WORKING DATA: Begin

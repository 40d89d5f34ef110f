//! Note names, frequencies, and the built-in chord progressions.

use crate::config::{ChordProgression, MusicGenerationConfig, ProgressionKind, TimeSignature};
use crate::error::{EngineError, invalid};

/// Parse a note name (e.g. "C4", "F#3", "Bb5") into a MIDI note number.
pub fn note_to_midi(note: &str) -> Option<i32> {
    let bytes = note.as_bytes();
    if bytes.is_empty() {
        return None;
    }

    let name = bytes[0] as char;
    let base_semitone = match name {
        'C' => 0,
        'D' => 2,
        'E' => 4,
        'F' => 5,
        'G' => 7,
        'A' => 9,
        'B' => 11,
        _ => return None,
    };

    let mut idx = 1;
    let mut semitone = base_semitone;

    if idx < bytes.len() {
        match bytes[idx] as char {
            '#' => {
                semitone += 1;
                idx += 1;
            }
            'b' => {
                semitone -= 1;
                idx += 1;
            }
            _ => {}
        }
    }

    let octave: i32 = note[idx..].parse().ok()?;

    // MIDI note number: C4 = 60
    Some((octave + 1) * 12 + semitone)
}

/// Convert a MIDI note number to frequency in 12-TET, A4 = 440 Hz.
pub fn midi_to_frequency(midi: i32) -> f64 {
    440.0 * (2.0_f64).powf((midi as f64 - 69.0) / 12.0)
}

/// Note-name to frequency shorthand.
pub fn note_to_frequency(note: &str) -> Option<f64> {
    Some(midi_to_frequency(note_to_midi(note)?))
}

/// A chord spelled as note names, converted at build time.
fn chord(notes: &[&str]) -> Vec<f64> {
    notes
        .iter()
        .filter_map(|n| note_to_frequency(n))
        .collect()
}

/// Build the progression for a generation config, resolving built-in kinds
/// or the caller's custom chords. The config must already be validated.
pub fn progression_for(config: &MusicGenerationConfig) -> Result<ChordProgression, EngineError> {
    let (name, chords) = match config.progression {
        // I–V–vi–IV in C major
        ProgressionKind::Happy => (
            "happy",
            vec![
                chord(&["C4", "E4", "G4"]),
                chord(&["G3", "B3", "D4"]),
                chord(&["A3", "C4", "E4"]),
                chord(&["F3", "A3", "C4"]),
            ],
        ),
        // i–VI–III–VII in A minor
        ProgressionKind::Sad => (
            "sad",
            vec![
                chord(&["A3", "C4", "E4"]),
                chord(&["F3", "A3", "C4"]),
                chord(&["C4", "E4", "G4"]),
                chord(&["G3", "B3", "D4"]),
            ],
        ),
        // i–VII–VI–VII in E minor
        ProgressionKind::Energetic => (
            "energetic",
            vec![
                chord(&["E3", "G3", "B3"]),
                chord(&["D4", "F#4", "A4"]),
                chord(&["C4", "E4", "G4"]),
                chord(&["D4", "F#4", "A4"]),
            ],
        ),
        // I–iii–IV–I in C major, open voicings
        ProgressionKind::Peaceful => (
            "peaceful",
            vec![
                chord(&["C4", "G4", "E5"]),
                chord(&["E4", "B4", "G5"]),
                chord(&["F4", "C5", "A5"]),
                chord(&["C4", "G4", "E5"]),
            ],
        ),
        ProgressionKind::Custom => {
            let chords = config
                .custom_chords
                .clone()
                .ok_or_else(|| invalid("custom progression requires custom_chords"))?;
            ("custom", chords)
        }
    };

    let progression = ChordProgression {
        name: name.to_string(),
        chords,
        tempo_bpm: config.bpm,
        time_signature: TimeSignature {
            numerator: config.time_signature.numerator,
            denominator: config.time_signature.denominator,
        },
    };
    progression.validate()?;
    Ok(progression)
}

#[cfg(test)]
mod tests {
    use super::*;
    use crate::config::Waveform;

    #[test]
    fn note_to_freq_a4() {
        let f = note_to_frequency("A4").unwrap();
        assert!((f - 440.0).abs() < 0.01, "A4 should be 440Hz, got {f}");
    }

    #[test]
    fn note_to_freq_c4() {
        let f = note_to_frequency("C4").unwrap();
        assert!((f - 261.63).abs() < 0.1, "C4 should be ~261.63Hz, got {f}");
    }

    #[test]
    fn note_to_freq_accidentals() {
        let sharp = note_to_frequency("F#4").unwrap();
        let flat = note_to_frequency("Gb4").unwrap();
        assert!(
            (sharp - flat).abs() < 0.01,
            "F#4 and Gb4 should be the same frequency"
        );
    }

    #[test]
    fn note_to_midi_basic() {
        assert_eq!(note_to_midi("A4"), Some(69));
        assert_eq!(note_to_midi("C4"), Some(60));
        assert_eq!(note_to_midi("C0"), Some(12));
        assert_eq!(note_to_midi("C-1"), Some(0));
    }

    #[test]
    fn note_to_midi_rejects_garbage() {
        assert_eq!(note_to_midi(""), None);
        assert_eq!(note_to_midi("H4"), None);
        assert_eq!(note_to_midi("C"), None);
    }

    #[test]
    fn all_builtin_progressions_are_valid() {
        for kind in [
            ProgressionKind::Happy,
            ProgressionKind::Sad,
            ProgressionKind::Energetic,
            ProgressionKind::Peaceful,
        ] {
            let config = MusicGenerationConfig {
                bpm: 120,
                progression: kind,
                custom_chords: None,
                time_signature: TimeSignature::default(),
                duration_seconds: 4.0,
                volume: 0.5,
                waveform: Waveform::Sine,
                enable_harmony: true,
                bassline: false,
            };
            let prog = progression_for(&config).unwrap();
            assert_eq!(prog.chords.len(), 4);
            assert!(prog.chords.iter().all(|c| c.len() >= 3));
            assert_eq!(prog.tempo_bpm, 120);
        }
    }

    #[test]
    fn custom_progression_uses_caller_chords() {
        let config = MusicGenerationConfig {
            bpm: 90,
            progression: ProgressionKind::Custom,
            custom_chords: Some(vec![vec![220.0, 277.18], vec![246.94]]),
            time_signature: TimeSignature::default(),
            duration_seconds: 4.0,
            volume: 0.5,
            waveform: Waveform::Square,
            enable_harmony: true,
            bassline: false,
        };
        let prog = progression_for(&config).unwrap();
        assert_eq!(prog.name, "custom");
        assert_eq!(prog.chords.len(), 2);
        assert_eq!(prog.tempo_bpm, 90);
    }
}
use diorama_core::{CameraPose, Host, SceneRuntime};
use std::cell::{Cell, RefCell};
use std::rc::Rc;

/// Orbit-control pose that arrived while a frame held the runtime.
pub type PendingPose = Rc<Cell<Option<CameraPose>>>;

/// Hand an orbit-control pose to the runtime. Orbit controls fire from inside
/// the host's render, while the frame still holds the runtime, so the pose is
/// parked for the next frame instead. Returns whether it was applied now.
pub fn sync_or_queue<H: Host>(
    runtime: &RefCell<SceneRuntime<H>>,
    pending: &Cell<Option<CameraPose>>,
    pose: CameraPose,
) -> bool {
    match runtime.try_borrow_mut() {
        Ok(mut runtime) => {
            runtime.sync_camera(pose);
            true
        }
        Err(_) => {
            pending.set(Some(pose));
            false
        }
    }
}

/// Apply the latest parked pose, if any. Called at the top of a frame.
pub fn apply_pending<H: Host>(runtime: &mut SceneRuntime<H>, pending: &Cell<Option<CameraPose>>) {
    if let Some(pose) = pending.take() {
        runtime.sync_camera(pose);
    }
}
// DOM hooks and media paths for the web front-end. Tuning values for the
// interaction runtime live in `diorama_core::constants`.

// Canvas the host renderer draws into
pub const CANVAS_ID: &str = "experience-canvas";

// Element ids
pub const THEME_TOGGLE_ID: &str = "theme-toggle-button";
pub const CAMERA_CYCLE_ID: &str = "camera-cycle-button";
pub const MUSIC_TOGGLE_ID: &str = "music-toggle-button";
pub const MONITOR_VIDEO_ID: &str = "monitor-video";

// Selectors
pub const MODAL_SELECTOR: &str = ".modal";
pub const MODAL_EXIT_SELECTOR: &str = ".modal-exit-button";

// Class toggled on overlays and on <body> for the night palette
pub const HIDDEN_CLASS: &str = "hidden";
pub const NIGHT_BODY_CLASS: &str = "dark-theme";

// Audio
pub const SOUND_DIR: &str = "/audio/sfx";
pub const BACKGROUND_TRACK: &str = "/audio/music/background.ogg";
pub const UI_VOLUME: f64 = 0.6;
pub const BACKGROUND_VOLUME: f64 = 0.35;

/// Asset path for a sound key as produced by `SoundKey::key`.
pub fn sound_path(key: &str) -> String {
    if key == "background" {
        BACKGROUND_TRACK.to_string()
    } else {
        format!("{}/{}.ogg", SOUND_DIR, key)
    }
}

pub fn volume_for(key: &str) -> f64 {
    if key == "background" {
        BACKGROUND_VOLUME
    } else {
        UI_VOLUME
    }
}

WORKING DATA: End

Tally each line above that includes "SceneRuntime". Reply with the total only.

3